X11R5 on the street

Last month, I briefly introduced you to X11R5, a Markov bot on Identica.

X11R5’s history actually goes back a few years, as an IRC bot. He learns from chatter on a few select IRC channels, responds to direct queries, and when the channels are idle, he occasionally blathers randomly. Those blathers are recorded in a database, and are used to power x11r5.com, including an RSS feed that was then simulcast to Twitter and Identica.

However, the Twitter and Identica feeds didn’t prove to be very popular. He wasn’t interactive, and people tended to ignore him.

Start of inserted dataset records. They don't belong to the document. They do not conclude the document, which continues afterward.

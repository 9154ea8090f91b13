use kiln_ir::{Value, ValueType};
use pretty_assertions::assert_eq;

use super::*;
use crate::TypeRef;

fn facts_for(registry: &TypeRegistry, owner: &TypeRef, slot: MethodSlot) -> Arc<MemberFacts> {
    SignatureAnalyzer::new()
        .analyze(
            registry,
            &MethodRef {
                owner: owner.clone(),
                slot,
            },
        )
        .unwrap()
}

#[test]
fn accessor_names_and_signatures() {
    let mut registry = TypeRegistry::new();
    let person = registry
        .interface("IPerson")
        .property("Name", ValueType::Str, |p| p.init_only())
        .event("Changed", |e| e)
        .finish()
        .unwrap();
    let owner = TypeRef::plain(person);
    let interner = registry.interner().clone();

    let getter = facts_for(&registry, &owner, MethodSlot::Getter(0));
    assert_eq!(interner.lookup(getter.identity.name), "get_Name");
    assert_eq!(getter.identity.signature.to_string(), "() -> str");
    assert_eq!(getter.qualified, "IPerson.get_Name");
    assert_eq!(interner.lookup(getter.member_name), "Name");
    assert!(getter.is_special());
    assert!(getter.is_implementable());
    assert!(!getter.is_implemented());

    let setter = facts_for(&registry, &owner, MethodSlot::Setter(0));
    assert_eq!(interner.lookup(setter.identity.name), "set_Name");
    assert_eq!(setter.identity.signature.to_string(), "(str) -> void init");

    let adder = facts_for(&registry, &owner, MethodSlot::Adder(0));
    assert_eq!(interner.lookup(adder.identity.name), "add_Changed");
    let remover = facts_for(&registry, &owner, MethodSlot::Remover(0));
    assert_eq!(interner.lookup(remover.identity.name), "remove_Changed");
    assert_eq!(remover.identity.signature.to_string(), "(handler) -> void");
}

#[test]
fn generic_arguments_are_substituted() {
    let mut registry = TypeRegistry::new();
    let repo = registry
        .interface("IRepository")
        .type_param("T")
        .method("Find", [ValueType::Int], ValueType::Param(0), |m| m)
        .finish()
        .unwrap();
    let owner = TypeRef::generic(repo, [ValueType::Str]);
    let facts = facts_for(&registry, &owner, MethodSlot::Method(0));
    assert_eq!(facts.identity.signature.to_string(), "(int) -> str");
    assert!(!facts.is_special());
}

#[test]
fn explicit_implementation_shares_identity() {
    let mut registry = TypeRegistry::new();
    let person = registry
        .interface("IPerson")
        .property("Name", ValueType::Str, |p| p.read_only())
        .finish()
        .unwrap();
    let student = registry
        .interface("IStudent")
        .extends(person)
        .property("IPerson.Name", ValueType::Str, |p| {
            p.read_only().get(|_| Ok(Value::str("student")))
        })
        .finish()
        .unwrap();

    let abstract_name = facts_for(&registry, &TypeRef::plain(person), MethodSlot::Getter(0));
    let explicit = facts_for(&registry, &TypeRef::plain(student), MethodSlot::Getter(0));

    assert_eq!(abstract_name.identity, explicit.identity);
    assert_eq!(explicit.qualified, "IStudent.IPerson.get_Name");
    assert_eq!(explicit.explicit_for, Some(person));
    assert!(explicit.flags.contains(MemberFlags::PRIVATE_IMPL));
    assert!(explicit.is_implemented());
    assert!(!explicit.is_implementable());
}

#[test]
fn init_only_setter_differs_from_plain_setter() {
    let mut registry = TypeRegistry::new();
    let a = registry
        .interface("IA")
        .property("X", ValueType::Int, |p| p)
        .finish()
        .unwrap();
    let b = registry
        .interface("IB")
        .property("X", ValueType::Int, |p| p.init_only())
        .finish()
        .unwrap();
    let plain = facts_for(&registry, &TypeRef::plain(a), MethodSlot::Setter(0));
    let init = facts_for(&registry, &TypeRef::plain(b), MethodSlot::Setter(0));
    assert_ne!(plain.identity, init.identity);
}

#[test]
fn modifiers_block_implementability() {
    let mut registry = TypeRegistry::new();
    let ty = registry
        .interface("IThing")
        .method("Hidden", [], ValueType::Void, |m| m.private())
        .method("Shared", [], ValueType::Void, |m| m.static_member())
        .method("Fixed", [], ValueType::Void, |m| m.sealed())
        .method("Open", [], ValueType::Void, |m| m)
        .finish()
        .unwrap();
    let owner = TypeRef::plain(ty);
    let implementable: Vec<bool> = (0..4)
        .map(|i| facts_for(&registry, &owner, MethodSlot::Method(i)).is_implementable())
        .collect();
    assert_eq!(implementable, vec![false, false, false, true]);
}

#[test]
fn analysis_is_memoized() {
    let mut registry = TypeRegistry::new();
    let ty = registry
        .interface("IThing")
        .method("Run", [], ValueType::Void, |m| m)
        .finish()
        .unwrap();
    let analyzer = SignatureAnalyzer::new();
    let method = MethodRef {
        owner: TypeRef::plain(ty),
        slot: MethodSlot::Method(0),
    };
    let first = analyzer.analyze(&registry, &method).unwrap();
    let second = analyzer.analyze(&registry, &method).unwrap();
    assert!(Arc::ptr_eq(&first, &second));
    assert_eq!(analyzer.len(), 1);
}
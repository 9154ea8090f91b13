//! Struct-like state blocks: implementation state and mix-in state.

use std::sync::Arc;

use rustc_hash::FxHashMap;

use crate::{Fault, Name, Value, ValueType};

/// Field layout of a record, shared by every record of the same shape.
#[derive(Clone, Debug, PartialEq, Eq)]
pub struct RecordLayout {
    /// Name of the type this layout belongs to (for diagnostics).
    name: Name,
    /// Fields in declaration order.
    fields: Vec<(Name, ValueType)>,
    /// Map from field name to index.
    field_indices: FxHashMap<Name, usize>,
}

impl RecordLayout {
    /// Create a layout from fields in declaration order.
    pub fn new(name: Name, fields: Vec<(Name, ValueType)>) -> Self {
        let field_indices = fields
            .iter()
            .enumerate()
            .map(|(i, (field, _))| (*field, i))
            .collect();
        RecordLayout {
            name,
            fields,
            field_indices,
        }
    }

    /// Layout with no fields.
    pub fn empty(name: Name) -> Self {
        Self::new(name, Vec::new())
    }

    #[inline]
    pub fn name(&self) -> Name {
        self.name
    }

    /// Get the index of a field by name.
    pub fn get_index(&self, field: Name) -> Option<usize> {
        self.field_indices.get(&field).copied()
    }

    /// Type of the field at `index`.
    pub fn field_type(&self, index: usize) -> Option<&ValueType> {
        self.fields.get(index).map(|(_, ty)| ty)
    }

    pub fn len(&self) -> usize {
        self.fields.len()
    }

    pub fn is_empty(&self) -> bool {
        self.fields.is_empty()
    }

    /// Iterate over fields in declaration order.
    pub fn iter(&self) -> impl Iterator<Item = (Name, &ValueType)> + '_ {
        self.fields.iter().map(|(name, ty)| (*name, ty))
    }
}

/// A record value: one slot per layout field.
#[derive(Clone, Debug, PartialEq)]
pub struct Record {
    layout: Arc<RecordLayout>,
    values: Vec<Value>,
}

impl Record {
    /// A record with every field at its type's zero value.
    pub fn zeroed(layout: Arc<RecordLayout>) -> Self {
        let values = layout.iter().map(|(_, ty)| Value::zero(ty)).collect();
        Record { layout, values }
    }

    #[inline]
    pub fn layout(&self) -> &Arc<RecordLayout> {
        &self.layout
    }

    /// Read a field by name.
    pub fn get(&self, field: Name) -> Result<&Value, Fault> {
        self.layout
            .get_index(field)
            .and_then(|i| self.values.get(i))
            .ok_or_else(|| Fault::no_field(field))
    }

    /// Write a field by name, checking the value against the field type.
    pub fn set(&mut self, field: Name, value: Value) -> Result<(), Fault> {
        let index = self
            .layout
            .get_index(field)
            .ok_or_else(|| Fault::no_field(field))?;
        self.set_at(index, value)
    }

    /// Read a field by position.
    pub fn at(&self, index: usize) -> Option<&Value> {
        self.values.get(index)
    }

    /// Write a field by position, checking the value against the field type.
    pub fn set_at(&mut self, index: usize, value: Value) -> Result<(), Fault> {
        let ty = self
            .layout
            .field_type(index)
            .ok_or_else(|| Fault::internal(format!("record field index {index} out of range")))?;
        if !value.conforms_to(ty) {
            return Err(Fault::type_mismatch(&ty.to_string(), value.kind_name()));
        }
        self.values[index] = value;
        Ok(())
    }
}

A few months ago, I split out the random collection of Perl scripts that powered X11R5, collectively known as Cybersauce, and adapted them to use with Identica directly, as opposed to being a by-product of the IRC X11R5. (The founders of Identica are friends and acquaintances, so I’ve been there from the start, and Identica is generally more pleasant and less teen-angsty than Twitter.) I needed material to train the Markov brain, and ended up getting an anonymous dump of the last 50,000 notices from @evan. In addition, a script will occasionally pull posts from the front page public timeline in order to continually train.

Other scripts allow X11R5 to blather; to @ reply to people who have subscribed to him and have posted recently; to @ reply to people who have @ replied to him; to occasionally favorite notices; and even to occasionally @ reply to strangers (this is the functionality that seems to generate the most interest and get the most subscribers). X11R5 does all of this throughout the day.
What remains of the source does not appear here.